Why did you chicken out? Come on..... enter and help us all celebrate our goldens. It's promising to be a fabulous time. I know our club has been working on this for 2 years now. It's my first National so I'm pretty excited just to be a part of it. Bonus if we get any points LOL. For anyone interested the website is www.grcbc.org and the show secretary is http:westerndogshows.com 
See you there!!


----------



## Kohanagold (Nov 5, 2008)

I'll be there... both girls are entered in Rally and the parade of titleholders. BJ


----------



## Ash (Sep 11, 2007)

I will be sending Bleeker - Chantilly's Bleeker Street. He will be in the 12-18 months class in the Sweeps and Specialty.


----------



## JDandBigAm (Aug 25, 2008)

I chickened out because I can't get Jonah to be still while someone goes over him when stacked. His body is starting to come together but not much hair yet. I look forward to meeting you all. Let me know the CKC/AKC names of your dogs entered and the times you will show so I can get to the ring and cheer you on.

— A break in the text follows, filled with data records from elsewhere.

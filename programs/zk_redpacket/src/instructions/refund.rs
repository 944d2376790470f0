use anchor_lang::prelude::*;
use anchor_spl::token_interface::{Mint, TokenAccount, TokenInterface};
use crate::constants::*;
use crate::error::*;
use crate::event::*;
use crate::state::*;
use crate::utils::{release_lamports, TokenTransfer};

/**
 * Account context for refunding an expired packet
 *
 * Access Control: Packet creator only
 *
 * Business Logic:
 * - Only after expiry (current_time > expires_at)
 * - Returns the whole remaining amount to the creator
 * - A second refund finds remaining_amount == 0 and fails with NothingLeft
 */
#[event_cpi]
#[derive(Accounts)]
pub struct Refund<'info> {
    #[account(
        mut,
        constraint = creator.key() == packet.creator @ RedPacketError::OnlyCreator
    )]
    pub packet: Account<'info, RedPacket>,

    /// Packet token vault, fungible packets only
    #[account(mut)]
    pub token_vault: Option<InterfaceAccount<'info, TokenAccount>>,

    /// Creator's token account receiving the remainder, fungible packets only
    #[account(mut)]
    pub creator_token_account: Option<InterfaceAccount<'info, TokenAccount>>,

    pub token_mint: Option<InterfaceAccount<'info, Mint>>,

    #[account(mut)]
    pub creator: Signer<'info>,

    pub token_program: Option<Interface<'info, TokenInterface>>,
}

pub fn handle_refund(ctx: Context<Refund>) -> Result<()> {
    let current_time = Clock::get()?.unix_timestamp;
    let packet_key = ctx.accounts.packet.key();
    let creator_key = ctx.accounts.creator.key();

    // ===== VALIDATION PHASE =====

    let token_transfer = match ctx.accounts.packet.asset_kind {
        AssetKind::Native => None,
        AssetKind::Fungible => {
            let token_transfer = TokenTransfer::resolve(
                &ctx.accounts.token_vault,
                &ctx.accounts.creator_token_account,
                &ctx.accounts.token_mint,
                &ctx.accounts.token_program,
                &ctx.accounts.packet.asset_mint,
                &packet_key,
                &creator_key,
            )?;
            require_keys_eq!(
                *token_transfer.from.key,
                ctx.accounts.packet.token_vault,
                RedPacketError::InvalidVault
            );
            Some(token_transfer)
        }
    };

    // ===== EFFECTS PHASE (State Updates) =====

    let packet = &mut ctx.accounts.packet;
    let amount = packet.take_refund(current_time)?;

    let id = packet.id;
    let ledger_key = packet.ledger;
    let packet_bump = packet.bump;
    let asset_address = packet.asset_address();

    // ===== INTERACTIONS PHASE (Value Transfer) =====

    match token_transfer {
        None => release_lamports(
            &ctx.accounts.packet.to_account_info(),
            &ctx.accounts.creator.to_account_info(),
            amount,
        )?,
        Some(token_transfer) => {
            let id_bytes = id.to_le_bytes();
            let seeds = &[
                PACKET_SEED.as_bytes(),
                ledger_key.as_ref(),
                id_bytes.as_ref(),
                &[packet_bump],
            ];
            let signer = &[&seeds[..]];

            token_transfer.transfer(ctx.accounts.packet.to_account_info(), amount, Some(signer))?;
        }
    }

    emit_cpi!(RefundSuccess {
        id,
        packet: packet_key,
        asset_address,
        amount,
    });

    Ok(())
}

Ash, will you not be able to be there in person or are you sending Bleeker with another handler?


----------



## Ash (Sep 11, 2007)

I am not going so Bleeker is going with a handler


----------



## Kohanagold (Nov 5, 2008)

3 more sleeps til I leave..... I'm so excited! BJ


----------



## peeps (Sep 12, 2007)

I am sending BonBon - CreeksideFrm's Candy Land with a handler. I couldn't make it myself. I will be cheering everyone on from home


----------



## JDandBigAm (Aug 25, 2008)

I will be there all day Thursday to cheer everyone on. Jonah will be there with me for fitting him to some collars and stuff but will not show. Hope to meet a few forum members.


----------



## DUSTYRD2 (Feb 28, 2007)

Cool Happy, maybe we'll be able to hook up at some point. We'll likely be the folks who are hiding from the show ring when the 12-15 mo. males are in. Hugo's first time and we don't know how he will react with us ringside, so it's back to hiding again. LOL Then we'll be ringside for Altered Males and Gun Dog judging.
Hugo's # 46 and Nugget is #195.


----------



## Ash (Sep 11, 2007)

You will have to call and let me know how everyone does, Judie. It should be a great time. Don't what number Bleeker is but he is in Hugo's class with Shannon. I hope all the spectators enjoy themselves.


----------



## DUSTYRD2 (Feb 28, 2007)

I for one won't need to know Bleekers' #, I'll just look for the clone of Hugo. LOL
I will be calling you or posting on GRF how everyone does for sure.
And I haven't forgotten about the catalogue thing either.


----------